M. le président. La parole est à M. Jean-Claude Peyronnet.

M. Jean-Claude Peyronnet. Je me félicite que M. Bussereau vienne jusqu'à Limoges pour cette signature et je serai ravi d'être à ses côtés.

Monsieur le ministre, je connaissais déjà une part importante de la réponse que vous venez de me faire : si M. Bussereau a eu la délicatesse d'en modifier la forme, le fond est resté le même, ce qui est heureux, d'ailleurs, car mieux vaut se répéter que se contredire ! Mais je ne suis pas complètement convaincu et je reste inquiet.

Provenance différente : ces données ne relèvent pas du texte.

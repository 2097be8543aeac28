/*
 * This Source Code Form is subject to the terms of the Mozilla Public
 * License, v. 2.0. If a copy of the MPL was not distributed with this
 * file, You can obtain one at https://mozilla.org/MPL/2.0/.
 */

use talon::{perft, perft_generic, Position, FEN_KIWIPETE, FEN_STARTPOS};

fn test_perft_fen_nodes(depth: usize, fen: &str, expected: u64) {
    let mut position = Position::from_fen(fen).unwrap();
    let res = perft(&mut position, depth);
    assert_eq!(res, expected, "PERFT({depth}) failed on {fen}");
}

/// https://www.chessprogramming.org/Perft_Results
#[cfg(test)]
mod standard_perfts {
    use super::*;

    #[test]
    fn test_startpos() {
        for (depth, nodes) in [20, 400, 8_902, 197_281, 4_865_609].into_iter().enumerate() {
            test_perft_fen_nodes(depth + 1, FEN_STARTPOS, nodes);
        }
    }

    #[test]
    fn test_kiwipete() {
        for (depth, nodes) in [48, 2_039, 97_862, 4_085_603].into_iter().enumerate() {
            test_perft_fen_nodes(depth + 1, FEN_KIWIPETE, nodes);
        }
    }

    #[test]
    fn test_position_3() {
        test_perft_fen_nodes(5, "8/2p5/3p4/KP5r/1R3p1k/8/4P1P1/8 w - - 0 1", 674_624);
    }

    #[test]
    fn test_position_4() {
        test_perft_fen_nodes(
            4,
            "r3k2r/Pppp1ppp/1b3nbN/nP6/BBP1P3/q4N2/Pp1P2PP/R2Q1RK1 w kq - 0 1",
            422_333,
        );
        test_perft_fen_nodes(
            4,
            "r2q1rk1/pP1p2pp/Q4n2/bbp1p3/Np6/1B3NBn/pPPP1PPP/R3K2R b KQ - 0 1",
            422_333,
        );
    }

    #[test]
    fn test_position_5() {
        test_perft_fen_nodes(
            4,
            "rnbq1k1r/pp1Pbppp/2p5/8/2B5/8/PPP1NnPP/RNBQK2R w KQ - 1 8",
            2_103_487,
        );
    }

    #[test]
    fn test_position_6() {
        test_perft_fen_nodes(
            4,
            "r4rk1/1pp1qppp/p1np1n2/2b1p1B1/2B1P1b1/P1NP1N2/1PP1QPPP/R4RK1 w - - 0 10",
            3_894_594,
        );
    }

    #[test]
    fn test_unbulked_counts_match() {
        let mut position = Position::from_fen(FEN_KIWIPETE).unwrap();
        assert_eq!(perft_generic::<false, false>(&mut position, 3), 97_862);
        assert_eq!(position.to_fen(), FEN_KIWIPETE);
    }
}

#[cfg(test)]
mod promotion_perft {
    use super::*;

    #[test]
    fn test_promotion_perft_1() {
        test_perft_fen_nodes(1, "n1n5/PPPk4/8/8/8/8/4Kppp/5N1N b - - 0 1 ", 24);
    }
    #[test]
    fn test_promotion_perft_2() {
        test_perft_fen_nodes(2, "n1n5/PPPk4/8/8/8/8/4Kppp/5N1N b - - 0 1 ", 496);
    }
    #[test]
    fn test_promotion_perft_3() {
        test_perft_fen_nodes(3, "n1n5/PPPk4/8/8/8/8/4Kppp/5N1N b - - 0 1 ", 9483);
    }
    #[test]
    fn test_promotion_perft_4() {
        test_perft_fen_nodes(4, "n1n5/PPPk4/8/8/8/8/4Kppp/5N1N b - - 0 1 ", 182838);
    }
    #[test]
    #[ignore]
    fn test_promotion_perft_5() {
        test_perft_fen_nodes(5, "n1n5/PPPk4/8/8/8/8/4Kppp/5N1N b - - 0 1 ", 3605103);
    }

    #[test]
    #[ignore]
    fn test_promotion_perft_6() {
        test_perft_fen_nodes(6, "n1n5/PPPk4/8/8/8/8/4Kppp/5N1N b - - 0 1 ", 71179139);
    }
}

/// https://www.chessprogramming.net/perfect-perft/
#[cfg(test)]
mod simple_perfts {
    use super::*;

    #[test]
    #[ignore]
    fn test_simple_perft_1() {
        test_perft_fen_nodes(
            6,
            "rnbqkbnr/pppppppp/8/8/8/8/PPPPPPPP/RNBQKBNR w KQkq - 0 1",
            119060324,
        );
    }

    #[test]
    #[ignore]
    fn test_simple_perft_2() {
        test_perft_fen_nodes(
            5,
            "r3k2r/p1ppqpb1/bn2pnp1/3PN3/1p2P3/2N2Q1p/PPPBBPPP/R3K2R w KQkq - 0 1",
            193690690,
        );
    }

    #[test]
    #[ignore]
    fn test_simple_perft_3() {
        test_perft_fen_nodes(7, "8/2p5/3p4/KP5r/1R3p1k/8/4P1P1/8 w - - 0 1", 178633661);
    }

    #[test]
    #[ignore]
    fn test_simple_perft_4() {
        test_perft_fen_nodes(
            6,
            "r3k2r/Pppp1ppp/1b3nbN/nP6/BBP1P3/q4N2/Pp1P2PP/R2Q1RK1 w kq - 0 1",
            706045033,
        );
    }

    #[test]
    fn test_simple_perft_5() {
        test_perft_fen_nodes(5, "1k6/1b6/8/8/7R/8/8/4K2R b K - 0 1", 1063513);
    }
}

/// https://www.chessprogramming.net/perfect-perft/
#[cfg(test)]
mod special_perfts {
    use super::*;

    #[test]
    fn test_special_perft_illegal_ep_move_1() {
        test_perft_fen_nodes(6, "3k4/3p4/8/K1P4r/8/8/8/8 b - - 0 1", 1134888);
    }

    #[test]
    fn test_special_perft_illegal_ep_move_2() {
        test_perft_fen_nodes(6, "8/8/4k3/8/2p5/8/B2P2K1/8 w - - 0 1", 1015133);
    }

    #[test]
    fn test_special_perft_ep_capture_checks_opponent() {
        test_perft_fen_nodes(6, "8/8/1k6/2b5/2pP4/8/5K2/8 b - d3 0 1", 1440467);
    }

    #[test]
    fn test_special_perft_short_castling_gives_check() {
        test_perft_fen_nodes(6, "5k2/8/8/8/8/8/8/4K2R w K - 0 1", 661072);
    }

    #[test]
    fn test_special_perft_long_castling_gives_check() {
        test_perft_fen_nodes(6, "3k4/8/8/8/8/8/8/R3K3 w Q - 0 1", 803711);
    }

    #[test]
    fn test_special_perft_castling_rights() {
        test_perft_fen_nodes(4, "r3k2r/1b4bq/8/8/8/8/7B/R3K2R w KQkq - 0 1", 1274206);
    }

    #[test]
    fn test_special_perft_castling_prevented() {
        test_perft_fen_nodes(4, "r3k2r/8/3Q4/8/8/5q2/8/R3K2R b KQkq - 0 1", 1720476);
    }

    #[test]
    fn test_special_perft_promote_out_of_check() {
        test_perft_fen_nodes(6, "2K2r2/4P3/8/8/8/8/8/3k4 w - - 0 1", 3821001);
    }

    #[test]
    fn test_special_perft_discovered_check() {
        test_perft_fen_nodes(5, "8/8/1P2K3/8/2n5/1q6/8/5k2 b - - 0 1", 1004658);
    }

    #[test]
    fn test_special_perft_promote_to_give_check() {
        test_perft_fen_nodes(6, "4k3/1P6/8/8/8/8/K7/8 w - - 0 1", 217342);
    }

    #[test]
    fn test_special_perft_under_promote_to_give_check() {
        test_perft_fen_nodes(6, "8/P1k5/K7/8/8/8/8/8 w - - 0 1", 92683);
    }

    #[test]
    fn test_special_perft_self_stalemate() {
        test_perft_fen_nodes(6, "K1k5/8/P7/8/8/8/8/8 w - - 0 1", 2217);
    }

    #[test]
    fn test_special_perft_stalemate_and_checkmate_1() {
        test_perft_fen_nodes(7, "8/k1P5/8/1K6/8/8/8/8 w - - 0 1", 567584);
    }

    #[test]
    fn test_special_perft_stalemate_and_checkmate_2() {
        test_perft_fen_nodes(4, "8/8/2k5/5q2/5n2/8/5K2/8 b - - 0 1", 23527);
    }

}

// The following test cases are from: https://github.com/kz04px/rawr/blob/master/tests/perft_extra.rs

// Helper function for the test cases below
fn do_perft(fen: &str, results: &[u64]) {
    let mut pos = Position::from_fen(fen).unwrap();
    for (depth, result) in results.iter().enumerate() {
        let nodes = perft(&mut pos, depth);
        assert_eq!(nodes, *result, "PERFT({depth}) failed on {fen}");
    }
}

#[test]
fn perft_enpassant() {
    let tests = [
        // EP
        ("8/8/8/8/1k1PpN1R/8/8/4K3 b - d3 0 1", vec![1, 9, 193]),
        ("8/8/8/8/1k1Ppn1R/8/8/4K3 b - d3 0 1", vec![1, 17, 220]),
        ("4k3/8/8/2PpP3/8/8/8/4K3 w - d6 0 1", vec![1, 9, 47, 376]),
        ("4k3/8/8/8/2pPp3/8/8/4K3 b - d3 0 1", vec![1, 9, 47, 376]),
        // EP - pinned diagonal
        ("4k3/b7/8/2Pp4/8/8/8/6K1 w - d6 0 1", vec![1, 5, 45]),
        ("4k3/7b/8/4pP2/8/8/8/1K6 w - e6 0 1", vec![1, 5, 45]),
        ("6k1/8/8/8/2pP4/8/B7/3K4 b - d3 0 1", vec![1, 5, 45]),
        ("1k6/8/8/8/4Pp2/8/7B/4K3 b - e3 0 1", vec![1, 5, 45]),
        ("4k3/b7/8/1pP5/8/8/8/6K1 w - b6 0 1", vec![1, 6, 52]),
        ("4k3/7b/8/5Pp1/8/8/8/1K6 w - g6 0 1", vec![1, 6, 51]),
        ("6k1/8/8/8/1Pp5/8/B7/4K3 b - b3 0 1", vec![1, 6, 52]),
        ("1k6/8/8/8/5pP1/8/7B/4K3 b - g3 0 1", vec![1, 6, 51]),
        ("4k3/K7/8/1pP5/8/8/8/6b1 w - b6 0 1", vec![1, 6, 66]),
        ("4k3/7K/8/5Pp1/8/8/8/1b6 w - g6 0 1", vec![1, 6, 60]),
        ("6B1/8/8/8/1Pp5/8/k7/4K3 b - b3 0 1", vec![1, 6, 66]),
        ("1B6/8/8/8/5pP1/8/7k/4K3 b - g3 0 1", vec![1, 6, 60]),
        ("4k3/b7/8/2Pp4/3K4/8/8/8 w - d6 0 1", vec![1, 5, 44]),
        ("4k3/8/1b6/2Pp4/3K4/8/8/8 w - d6 0 1", vec![1, 6, 59]),
        ("4k3/8/b7/1Pp5/2K5/8/8/8 w - c6 0 1", vec![1, 6, 49]),
        ("4k3/8/7b/5pP1/5K2/8/8/8 w - f6 0 1", vec![1, 6, 49]),
        ("4k3/7b/8/4pP2/4K3/8/8/8 w - e6 0 1", vec![1, 5, 44]),
        ("4k3/8/6b1/4pP2/4K3/8/8/8 w - e6 0 1", vec![1, 6, 53]),
        ("4k3/8/3K4/1pP5/8/q7/8/8 w - b6 0 1", vec![1, 5, 114]),
        ("7k/4K3/8/1pP5/8/q7/8/8 w - b6 0 1", vec![1, 8, 171]),
        // EP - double check
        ("4k3/2rn4/8/2K1pP2/8/8/8/8 w - e6 0 1", vec![1, 4, 75]),
        // EP - pinned horizontal
        ("4k3/8/8/K2pP2r/8/8/8/8 w - d6 0 1", vec![1, 6, 94]),
        ("4k3/8/8/K2pP2q/8/8/8/8 w - d6 0 1", vec![1, 6, 130]),
        ("4k3/8/8/r2pP2K/8/8/8/8 w - d6 0 1", vec![1, 6, 87]),
        ("4k3/8/8/q2pP2K/8/8/8/8 w - d6 0 1", vec![1, 6, 129]),
        ("8/8/8/8/1k1Pp2R/8/8/4K3 b - d3 0 1", vec![1, 8, 125]),
        ("8/8/8/8/1R1Pp2k/8/8/4K3 b - d3 0 1", vec![1, 6, 87]),
        // EP - pinned vertical
        ("k7/8/4r3/3pP3/8/8/8/4K3 w - d6 0 1", vec![1, 5, 70]),
        ("k3K3/8/8/3pP3/8/8/8/4r3 w - d6 0 1", vec![1, 6, 91]),
        // EP - in check
        ("4k3/8/8/4pP2/3K4/8/8/8 w - e6 0 1", vec![1, 9, 49]),
        ("8/8/8/4k3/5Pp1/8/8/3K4 b - f3 0 1", vec![1, 9, 50]),
        // EP - block check
        ("4k3/8/K6r/3pP3/8/8/8/8 w - d6 0 1", vec![1, 6, 109]),
        ("4k3/8/K6q/3pP3/8/8/8/8 w - d6 0 1", vec![1, 6, 151]),
    ];

    for (fen, results) in tests {
        do_perft(fen, &results);
    }
}

#[test]
fn perft_double_checked() {
    let tests = [
        ("4k3/8/4r3/8/8/8/3p4/4K3 w - - 0 1", [1, 4, 80, 320]),
        ("4k3/8/4q3/8/8/8/3b4/4K3 w - - 0 1", [1, 4, 143, 496]),
    ];

    for (fen, results) in tests {
        do_perft(fen, &results);
    }
}

#[test]
fn perft_pins() {
    let tests = [
        ("4k3/8/8/8/1b5b/8/3Q4/4K3 w - - 0 1", [1, 3, 54, 1256]),
        ("4k3/8/8/8/1b5b/8/3R4/4K3 w - - 0 1", [1, 3, 54, 836]),
        ("4k3/8/8/8/1b5b/2Q5/5P2/4K3 w - - 0 1", [1, 6, 98, 2274]),
        ("4k3/8/8/8/1b5b/2R5/5P2/4K3 w - - 0 1", [1, 4, 72, 1300]),
        ("4k3/8/8/8/1b2r3/8/3Q4/4K3 w - - 0 1", [1, 3, 66, 1390]),
        ("4k3/8/8/8/1b2r3/8/3QP3/4K3 w - - 0 1", [1, 6, 119, 2074]),
    ];

    for (fen, results) in tests {
        do_perft(fen, &results);
    }
}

Je comprends bien que, dans l'immédiat, le CNASEA va voir son action renforcée, mais, à partir de 2013, selon ce qui a été voté à l'automne dernier, il n'y aura plus qu'un organisme unique. Autour duquel des deux organismes existants, le CNASEA et l'agence unique de paiement, se construira le nouvel organisme ? Telle est ma question, et je la reposerai, à M. Bussereau ou à d'autres, lorsque le moment sera venu.

Il s'agit en effet d'une décision politique, car chacun connaît la qualité, y compris en matière de sécurité, du travail effectué par le CNASEA. Il suffirait donc de décider que c'est bien lui qui sera, en 2013, l'organisme unique chargé d'assurer le paiement de l'ensemble des aides en question.

Suivi médical des salariés en application de la circulaire relative à la réforme de la médecine du travail

M. le président. La parole est à Mme Marie-Thérèse Hermange, auteur de la question n° 898, adressée à M. le ministre de l'emploi, de la cohésion sociale et du logement.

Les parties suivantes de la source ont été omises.